◆ Required action ◆
An exact copy of every record is the expected answer.

◆ Information ◆
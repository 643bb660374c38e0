//! Observable analysis state

use crate::model::StockAnalysis;
use serde::Serialize;

/// Banner shown when either request fails
pub const FETCH_FAILED_MESSAGE: &str =
    "Failed to fetch stock analysis. The AI might be busy. Please try again.";

/// Progress of the current submission
#[derive(Debug, Clone, Copy, PartialEq, Eq, Default, Serialize)]
#[serde(rename_all = "lowercase")]
pub enum Phase {
    /// Nothing submitted yet
    #[default]
    Idle,
    /// Waiting for the basic request
    Loading,
    /// Basic data shown, waiting for the advanced request
    Analyzing,
    /// Both requests succeeded
    Done,
    /// A request failed; see `error`
    Failed,
}

/// Snapshot published after every transition
#[derive(Debug, Clone, Default, Serialize)]
pub struct AnalysisState {
    /// Submission counter value that produced this state
    pub generation: u64,
    /// Normalised ticker of the current submission
    pub ticker: Option<String>,
    pub phase: Phase,
    pub analysis: Option<StockAnalysis>,
    /// Validation message or failure banner
    pub error: Option<String>,
}

impl AnalysisState {
    /// Waiting for the first request
    pub fn is_loading(&self) -> bool {
        self.phase == Phase::Loading
    }

    /// Waiting for the second request
    pub fn is_analyzing(&self) -> bool {
        self.phase == Phase::Analyzing
    }

    /// Either request in flight
    pub fn is_busy(&self) -> bool {
        self.is_loading() || self.is_analyzing()
    }

    /// Nothing to show yet and nothing wrong
    pub fn is_ready(&self) -> bool {
        self.analysis.is_none() && !self.is_loading() && self.error.is_none()
    }
}

#[cfg(test)]
mod tests {
    use super::*;

    #[test]
    fn test_flags_follow_phase() {
        let mut state = AnalysisState::default();
        assert!(state.is_ready());
        assert!(!state.is_busy());

        state.phase = Phase::Loading;
        assert!(state.is_loading());
        assert!(!state.is_ready());

        state.phase = Phase::Analyzing;
        assert!(state.is_analyzing());
        assert!(state.is_busy());

        state.phase = Phase::Failed;
        state.error = Some(FETCH_FAILED_MESSAGE.to_string());
        assert!(!state.is_busy());
        assert!(!state.is_ready());
    }
}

◆ Exercise result ◆
repository 643bb660374c38e0
//! Observable analysis state

use crate::model::StockAnalysis;
use serde::Serialize;

/// Banner shown when either request fails
pub const FETCH_FAILED_MESSAGE: &str =
    "Failed to fetch stock analysis. The AI might be busy. Please try again.";

/// Progress of the current submission
#[derive(Debug, Clone, Copy, PartialEq, Eq, Default, Serialize)]
#[serde(rename_all = "lowercase")]
pub enum Phase {
    /// Nothing submitted yet
    #[default]
    Idle,
    /// Waiting for the basic request
    Loading,
    /// Basic data shown, waiting for the advanced request
    Analyzing,
    /// Both requests succeeded
    Done,
    /// A request failed; see `error`
    Failed,
}

/// Snapshot published after every transition
#[derive(Debug, Clone, Default, Serialize)]
pub struct AnalysisState {
    /// Submission counter value that produced this state
    pub generation: u64,
    /// Normalised ticker of the current submission
    pub ticker: Option<String>,
    pub phase: Phase,
    pub analysis: Option<StockAnalysis>,
    /// Validation message or failure banner
    pub error: Option<String>,
}

impl AnalysisState {
    /// Waiting for the first request
    pub fn is_loading(&self) -> bool {
        self.phase == Phase::Loading
    }

    /// Waiting for the second request
    pub fn is_analyzing(&self) -> bool {
        self.phase == Phase::Analyzing
    }

    /// Either request in flight
    pub fn is_busy(&self) -> bool {
        self.is_loading() || self.is_analyzing()
    }

    /// Nothing to show yet and nothing wrong
    pub fn is_ready(&self) -> bool {
        self.analysis.is_none() && !self.is_loading() && self.error.is_none()
    }
}

#[cfg(test)]
mod tests {
    use super::*;

    #[test]
    fn test_flags_follow_phase() {
        let mut state = AnalysisState::default();
        assert!(state.is_ready());
        assert!(!state.is_busy());

        state.phase = Phase::Loading;
        assert!(state.is_loading());
        assert!(!state.is_ready());

        state.phase = Phase::Analyzing;
        assert!(state.is_analyzing());
        assert!(state.is_busy());

        state.phase = Phase::Failed;
        state.error = Some(FETCH_FAILED_MESSAGE.to_string());
        assert!(!state.is_busy());
        assert!(!state.is_ready());
    }
}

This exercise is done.